Introduction

In this project, I would like to explore the time series pattern of the thickness of the total Ozone in the Earth. The data is obtained from Earth System Research Laboratory. The data is collected by Dobson Ozone Spectrophotometer at various locations. I selected the observation site that closest to the pole area in order to study the Ozone thickness trend that are not directly influenced by local air pollution.
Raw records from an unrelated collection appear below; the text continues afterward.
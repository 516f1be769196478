use std::collections::VecDeque;
use std::sync::Arc;
use std::sync::atomic::{AtomicU64, Ordering};

/// Destination for rows fetched by an execution.
///
/// Multi-row sinks accept every row; single-row sinks stop the fetch loop
/// once they hold a row.
pub trait RowSink<R> {
    /// Whether another row should be fetched.
    fn accepts_more(&self) -> bool {
        true
    }

    fn push_row(&mut self, row: R);
}

impl<R> RowSink<R> for Vec<R> {
    fn push_row(&mut self, row: R) {
        self.push(row);
    }
}

impl<R> RowSink<R> for VecDeque<R> {
    fn push_row(&mut self, row: R) {
        self.push_back(row);
    }
}

impl<R> RowSink<R> for Option<R> {
    fn accepts_more(&self) -> bool {
        self.is_none()
    }

    fn push_row(&mut self, row: R) {
        *self = Some(row);
    }
}

/// Numeric out-parameters of a synchronous execution.
///
/// A `None` field is never written.
#[derive(Debug, Default)]
pub struct OutParams<'a> {
    pub insert_id: Option<&'a mut u64>,
    pub affected_rows: Option<&'a mut u64>,
}

impl<'a> OutParams<'a> {
    #[must_use]
    pub fn none() -> Self {
        Self::default()
    }

    #[must_use]
    pub fn insert_id(mut self, slot: &'a mut u64) -> Self {
        self.insert_id = Some(slot);
        self
    }

    #[must_use]
    pub fn affected_rows(mut self, slot: &'a mut u64) -> Self {
        self.affected_rows = Some(slot);
        self
    }
}

/// Numeric out-parameters of a queued execution.
///
/// Clones share their counters, so a caller keeps one clone to read the
/// values once the job's callback has fired.
#[derive(Debug, Clone, Default)]
pub struct SharedOutParams {
    insert_id: Option<Arc<AtomicU64>>,
    affected_rows: Option<Arc<AtomicU64>>,
}

impl SharedOutParams {
    /// Request neither value.
    #[must_use]
    pub fn none() -> Self {
        Self::default()
    }

    #[must_use]
    pub fn both() -> Self {
        Self::none().with_insert_id().with_affected_rows()
    }

    #[must_use]
    pub fn with_insert_id(mut self) -> Self {
        self.insert_id = Some(Arc::default());
        self
    }

    #[must_use]
    pub fn with_affected_rows(mut self) -> Self {
        self.affected_rows = Some(Arc::default());
        self
    }

    #[must_use]
    pub fn insert_id(&self) -> Option<u64> {
        self.insert_id.as_ref().map(|v| v.load(Ordering::Acquire))
    }

    #[must_use]
    pub fn affected_rows(&self) -> Option<u64> {
        self.affected_rows.as_ref().map(|v| v.load(Ordering::Acquire))
    }

    pub(crate) fn store(&self, insert_id: u64, affected_rows: u64) {
        if let Some(slot) = &self.insert_id {
            slot.store(insert_id, Ordering::Release);
        }
        if let Some(slot) = &self.affected_rows {
            slot.store(affected_rows, Ordering::Release);
        }
    }
}

/// Everything an awaited execution produced.
#[derive(Debug, Clone, PartialEq)]
pub struct AsyncOutcome<R> {
    pub rows: Vec<R>,
    pub insert_id: u64,
    pub affected_rows: u64,
}

#[cfg(test)]
mod tests {
    use super::*;

    #[test]
    fn option_sink_holds_one_row() {
        let mut sink: Option<i32> = None;
        assert!(sink.accepts_more());
        sink.push_row(4);
        assert!(!sink.accepts_more());
    }

    #[test]
    fn shared_out_params_only_report_requested_values() {
        let out = SharedOutParams::none().with_affected_rows();
        out.clone().store(9, 3);
        assert_eq!(out.insert_id(), None);
        assert_eq!(out.affected_rows(), Some(3));
    }
}
use chrono::{Datelike, NaiveDate, NaiveDateTime, NaiveTime, Timelike};

use super::{NativeError, codes};

/// Which calendar fields of a [`NativeTime`] are meaningful.
#[derive(Debug, Clone, Copy, PartialEq, Eq)]
pub enum TimeKind {
    Date,
    Time,
    DateTime,
}

/// Composite calendar value exchanged with temporal buffers.
///
/// Unused fields are zero: a `Date` carries no clock fields and a `Time`
/// carries no calendar fields.
#[derive(Debug, Clone, Copy, PartialEq, Eq)]
pub struct NativeTime {
    pub year: i32,
    pub month: u32,
    pub day: u32,
    pub hour: u32,
    pub minute: u32,
    pub second: u32,
    pub microsecond: u32,
    pub kind: TimeKind,
}

impl Default for NativeTime {
    fn default() -> Self {
        Self {
            year: 0,
            month: 0,
            day: 0,
            hour: 0,
            minute: 0,
            second: 0,
            microsecond: 0,
            kind: TimeKind::DateTime,
        }
    }
}

const DATETIME_FORMATS: [&str; 2] = ["%Y-%m-%d %H:%M:%S%.f", "%Y-%m-%dT%H:%M:%S%.f"];

impl NativeTime {
    /// Storage text for the engine (ISO-8601, microseconds only when non-zero).
    #[must_use]
    pub fn to_text(&self) -> String {
        let date = format!("{:04}-{:02}-{:02}", self.year, self.month, self.day);
        let mut clock = format!("{:02}:{:02}:{:02}", self.hour, self.minute, self.second);
        if self.microsecond != 0 {
            clock.push_str(&format!(".{:06}", self.microsecond));
        }
        match self.kind {
            TimeKind::Date => date,
            TimeKind::Time => clock,
            TimeKind::DateTime => format!("{date} {clock}"),
        }
    }

    /// Parse storage text; the detected layout decides the kind.
    ///
    /// # Errors
    ///
    /// Returns a `TYPE_MISMATCH` native error when the text is not a date,
    /// time or datetime.
    pub fn parse(text: &str) -> Result<Self, NativeError> {
        let text = text.trim();
        for format in DATETIME_FORMATS {
            if let Ok(dt) = NaiveDateTime::parse_from_str(text, format) {
                return Ok(Self::from_parts(Some(dt.date()), Some(dt.time())));
            }
        }
        if let Ok(date) = NaiveDate::parse_from_str(text, "%Y-%m-%d") {
            return Ok(Self::from_parts(Some(date), None));
        }
        if let Ok(time) = NaiveTime::parse_from_str(text, "%H:%M:%S%.f") {
            return Ok(Self::from_parts(None, Some(time)));
        }
        Err(NativeError::client(
            codes::TYPE_MISMATCH,
            format!("value {text:?} is not a date, time or datetime"),
        ))
    }

    fn from_parts(date: Option<NaiveDate>, time: Option<NaiveTime>) -> Self {
        let mut out = Self {
            kind: match (date, time) {
                (Some(_), None) => TimeKind::Date,
                (None, Some(_)) => TimeKind::Time,
                _ => TimeKind::DateTime,
            },
            ..Self::default()
        };
        if let Some(date) = date {
            out.year = date.year();
            out.month = date.month();
            out.day = date.day();
        }
        if let Some(time) = time {
            out.hour = time.hour();
            out.minute = time.minute();
            out.second = time.second();
            out.microsecond = time.nanosecond() / 1_000;
        }
        out
    }
}

#[cfg(test)]
mod tests {
    use super::*;

    #[test]
    fn datetime_text_round_trip() {
        let parsed = NativeTime::parse("2024-02-29 23:59:58.000125").unwrap();
        assert_eq!(parsed.kind, TimeKind::DateTime);
        assert_eq!(parsed.microsecond, 125);
        assert_eq!(parsed.to_text(), "2024-02-29 23:59:58.000125");
    }

    #[test]
    fn date_and_time_layouts() {
        let date = NativeTime::parse("1999-12-31").unwrap();
        assert_eq!(date.kind, TimeKind::Date);
        assert_eq!((date.hour, date.minute), (0, 0));
        assert_eq!(date.to_text(), "1999-12-31");

        let time = NativeTime::parse("07:05:00").unwrap();
        assert_eq!(time.kind, TimeKind::Time);
        assert_eq!(time.year, 0);
        assert_eq!(time.to_text(), "07:05:00");
    }

    #[test]
    fn rejects_non_temporal_text() {
        let err = NativeTime::parse("tomorrow").unwrap_err();
        assert_eq!(err.code, codes::TYPE_MISMATCH);
    }
}
use std::panic::{self, AssertUnwindSafe};
use std::sync::{Arc, Mutex};

use tokio::sync::oneshot;
use tracing::trace;

use crate::binding::Record;
use crate::connection::worker::{Task, panic_message};
use crate::error::{SqlBindError, poisoned};

use super::Statement;
use super::sink::{AsyncOutcome, RowSink, SharedOutParams};

/// One queued execution and the callback that reports it.
struct QueuedExecution<P, R, S, F> {
    statement: Statement<P, R>,
    params: Arc<P>,
    sink: Option<Arc<Mutex<S>>>,
    out: SharedOutParams,
    callback: F,
}

impl<P, R, S, F> Task for QueuedExecution<P, R, S, F>
where
    P: Record + Send + Sync + 'static,
    R: Record + Default + Send + 'static,
    S: RowSink<R> + Send + 'static,
    F: FnOnce(Result<(), SqlBindError>) + Send + 'static,
{
    fn run(self: Box<Self>) {
        let QueuedExecution {
            statement,
            params,
            sink,
            out,
            callback,
        } = *self;
        // Panics inside the execution are reported through the callback.
        let result = panic::catch_unwind(AssertUnwindSafe(|| {
            statement.execute_shared(&params, sink.as_deref(), &out)
        }))
        .unwrap_or_else(|payload| {
            Err(SqlBindError::WorkerError(format!(
                "queued execution panicked: {}",
                panic_message(payload.as_ref())
            )))
        });
        if let Err(err) = &result {
            trace!(error = %err, "queued execution failed");
        }
        callback(result);
    }

    fn abandon(self: Box<Self>, err: SqlBindError) {
        (self.callback)(Err(err));
    }
}

impl<P, R> Statement<P, R>
where
    P: Record + Send + Sync + 'static,
    R: Record + Default + Send + 'static,
{
    /// Queue an execution on the connection's worker pool.
    ///
    /// `callback` runs on a worker thread exactly once, with `Ok(())` on
    /// success (including when no rows were produced) or the failure. Rows
    /// are appended to `sink` and the requested numeric values are stored in
    /// `out` before the callback runs.
    pub fn queue<S, F>(
        &self,
        params: Arc<P>,
        sink: Option<Arc<Mutex<S>>>,
        out: SharedOutParams,
        callback: F,
    ) where
        S: RowSink<R> + Send + 'static,
        F: FnOnce(Result<(), SqlBindError>) + Send + 'static,
    {
        let job = QueuedExecution {
            statement: self.clone(),
            params,
            sink,
            out,
            callback,
        };
        self.inner.connection.submit(Box::new(job));
    }

    /// Queue an execution whose rows, if any, are discarded.
    pub fn queue_discarding<F>(&self, params: Arc<P>, out: SharedOutParams, callback: F)
    where
        F: FnOnce(Result<(), SqlBindError>) + Send + 'static,
    {
        self.queue::<Vec<R>, F>(params, None, out, callback);
    }

    /// Run through the worker pool and await the collected outcome.
    ///
    /// # Errors
    ///
    /// Returns the execution's failure, or `WorkerError` when the job was
    /// dropped without reporting.
    pub async fn execute_async(&self, params: Arc<P>) -> Result<AsyncOutcome<R>, SqlBindError> {
        let rows = Arc::new(Mutex::new(Vec::new()));
        let out = SharedOutParams::both();
        let (tx, rx) = oneshot::channel();
        self.queue(params, Some(Arc::clone(&rows)), out.clone(), move |result| {
            let _ = tx.send(result);
        });
        rx.await.map_err(|_| {
            SqlBindError::WorkerError("worker dropped the job without reporting".into())
        })??;
        let rows = std::mem::take(&mut *rows.lock().map_err(|_| poisoned("result sink"))?);
        Ok(AsyncOutcome {
            rows,
            insert_id: out.insert_id().unwrap_or_default(),
            affected_rows: out.affected_rows().unwrap_or_default(),
        })
    }

    fn execute_shared<S>(
        &self,
        params: &P,
        sink: Option<&Mutex<S>>,
        out: &SharedOutParams,
    ) -> Result<(), SqlBindError>
    where
        S: RowSink<R> + ?Sized,
    {
        let mut exec = self.lock();
        let prepared = exec.as_mut().ok_or_else(super::not_prepared)?;
        prepared.run(self.connection(), params)?;
        prepared.report_shared(out);
        if let Some(sink) = sink {
            let mut sink = sink.lock().map_err(|_| poisoned("result sink"))?;
            prepared.drain::<R, S>(&mut *sink)?;
        }
        Ok(())
    }
}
The South Pole station is located at Latitude -89.98 and Longitude -24.80. Due to the severe weather condition in the South Pole, there are some missing data.

The questions we would like to answer in this project include as follow:

Data manipulation

  1. Read in the daily Ozone thickness data from 1963 to 2015.
x <- read.table(file="amsTOTo3.txt",sep=',',header=TRUE)
t = x$YYYY+x$MM/12+x$DD/365
plot(x$Total_Ozone~t,type='l', xlab='Year', ylab='Total Ozone')

By just examining the time series plot, we can find several interesting features:

First let us reduce the daily data to monthly averaged data.

N_year = length(unique((x$YYYY)))
tmp = rep(unique(x$YYYY),12)
dim(tmp) = c(N_year,12)
Year = as.vector(t(tmp))
Month = rep(1:12, N_year)
ozone_ave = rep(0, N_year*12)
for (i in 1:N_year)
{
  for (j in 1:12)
  {
    y = unique(x$YYYY)[i]
    m = j
    ozone_ave[12*(i-1)+j] = mean(x[(x$YYYY==y & x$MM==m), ]$Total_Ozone)
  }
}
data = data.frame(Year, Month, ozone_ave)
data$time = data$Year+data$Month/12
plot(data$ozone_ave~data$time,type='l', xlab='Year', ylab='Monthly Average Ozone')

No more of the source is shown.